Porosity sensitivity to stress in Carboniferous coal mine samples was reported by Wolf et al.65 The Belgian coal was high-volatile A bituminous in rank with 44% inertinite, while the German sample was medium-volatile bituminous rank and 87% vitrinite. Initial porosities of the Belgian coal, 2% to 5.5%, decreased to 0.5% when subjected to a stress of 6 MPa (870 psi). Initial porosities of the German coal, 5.5% to 6.5%, decreased to 5.0%
under the same stress loading, indicative of a stiffer coal. As the samples were vacuum dried for 24 hr and perhaps autoclaved prior to testing, reported porosities are greater than native porosities, but the overall trend of porosity reduction with stress is correct.
Simulation studies often vary coal fracture porosity, among other reservoir properties, to match performance of a well or a field. Porosities obtained from such history matching exercises are often on the order of 0.5% or less, similar to cleat porosities estimated above. Conway et al. reported a “natural fracture mobile water porosity”
of 0.53% from simulation of wells completed in the Blue Creek coal in the Warrior Basin.66 A simulation history match of Fruitland coal wells in the Tiffany area of the San Juan Basin by Ramurthy et al. yielded a porosity of 0.25%.67 Using a blend of well test analysis and simulation, Mavor obtained a porosity of 0.45% for a well in the fairway of the San Juan Basin.68 A modeling study of production from Rock Springs Formation coals of the Great
Divide (Greater Green River) Basin by Young et al. resulted in a porosity of 1.2%.69 However, these simulation porosities are probably lower than actual porosities for several reasons.
Simulated water production is affected by gas-water relative permeabilities, which often have an irreducible water saturation of zero, implying the model is concerned only with mobile water porosity. This simulation porosity represents water that is important for production operations and does not reflect the true void space of a coal deposit. In addition, coal gas simulations typically use a single model layer for each coal seam, rarely breaking an actual seam into multiple model layers. This approach, while computationally efficient and often sufficient for prediction of gas and water production, neglects buoyancy-driven vertical segregation of gas and water within a seam. Gas flowing across the upper one-third or one-half of a coal with 1% or 2% total porosity is thus described in a simulator using porosities of only a fraction of a percent.
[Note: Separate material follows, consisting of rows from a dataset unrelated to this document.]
//! Offline web search — canned summaries, no network.
//!
//! Used with `[web_search] backend = "offline"` for demos and air-gapped
//! deployments. Queries matching no keyword return an empty summary, which
//! the clinical agent treats as "nothing found".

use async_trait::async_trait;
use carebridge_core::error::ToolError;
use carebridge_core::tool::WebSearch;

pub struct StaticWebSearch {
    entries: Vec<(String, String)>,
}

impl StaticWebSearch {
    /// An empty search; add entries with [`StaticWebSearch::with_entry`].
    pub fn new() -> Self {
        Self {
            entries: Vec::new(),
        }
    }

    /// A small built-in set of nephrology summaries.
    pub fn nephrology() -> Self {
        Self::new()
            .with_entry(
                "kdigo",
                "KDIGO (Kidney Disease: Improving Global Outcomes) publishes clinical practice \
                 guidelines for CKD evaluation and management; the 2024 update covers staging by \
                 eGFR and albuminuria, SGLT2 inhibitor use and blood pressure targets.",
            )
            .with_entry(
                "potassium",
                "Patients with reduced kidney function are often advised to limit high-potassium \
                 foods such as bananas, oranges, potatoes and tomatoes.",
            )
            .with_entry(
                "dialysis",
                "Dialysis removes waste and excess fluid from the blood when the kidneys can no \
                 longer do so; hemodialysis and peritoneal dialysis are the two main types.",
            )
            .with_entry(
                "egfr",
                "eGFR (estimated glomerular filtration rate) estimates kidney function from a blood \
                 creatinine test; values below 60 for three months suggest chronic kidney disease.",
            )
    }

    /// Return `summary` for queries containing `keyword` (case-insensitive).
    pub fn with_entry(mut self, keyword: impl Into<String>, summary: impl Into<String>) -> Self {
        self.entries.push((keyword.into().to_lowercase(), summary.into()));
        self
    }
}

impl Default for StaticWebSearch {
    fn default() -> Self {
        Self::nephrology()
    }
}

#[async_trait]
impl WebSearch for StaticWebSearch {
    fn name(&self) -> &str {
        "web_search_offline"
    }

    async fn search(&self, query: &str) -> Result<String, ToolError> {
        if query.trim().is_empty() {
            return Err(ToolError::InvalidArguments("empty search query".into()));
        }

        let q = query.to_lowercase();
        let hits: Vec<&str> = self
            .entries
            .iter()
            .filter(|(keyword, _)| q.contains(keyword.as_str()))
            .map(|(_, summary)| summary.as_str())
            .collect();

        Ok(hits.join("\n"))
    }
}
Coal porosity is smaller than that of conventional reservoirs and difficult to determine. Cleat porosities calculated from a matchstick model with reported permeabilities and observed cleat spacing yields porosities of 1% or less. Coal matrix porosities measured in laboratory studies are typically on the order of a few percent. As most studies utilize samples of uncertain history held at conditions other than in situ, these reported porosities provide an upper bound on in-situ porosities. Simulation-derived coal porosities are on the order of 1% or less but suffer from inclusion of other physics, such as buoyancy and capillary pressures, which are not treated explicitly in the reservoir model. For reservoir engineering purposes, porosity of subbituminous coals is often assumed to be 10%, while that of bituminous coals is assumed to be 1%.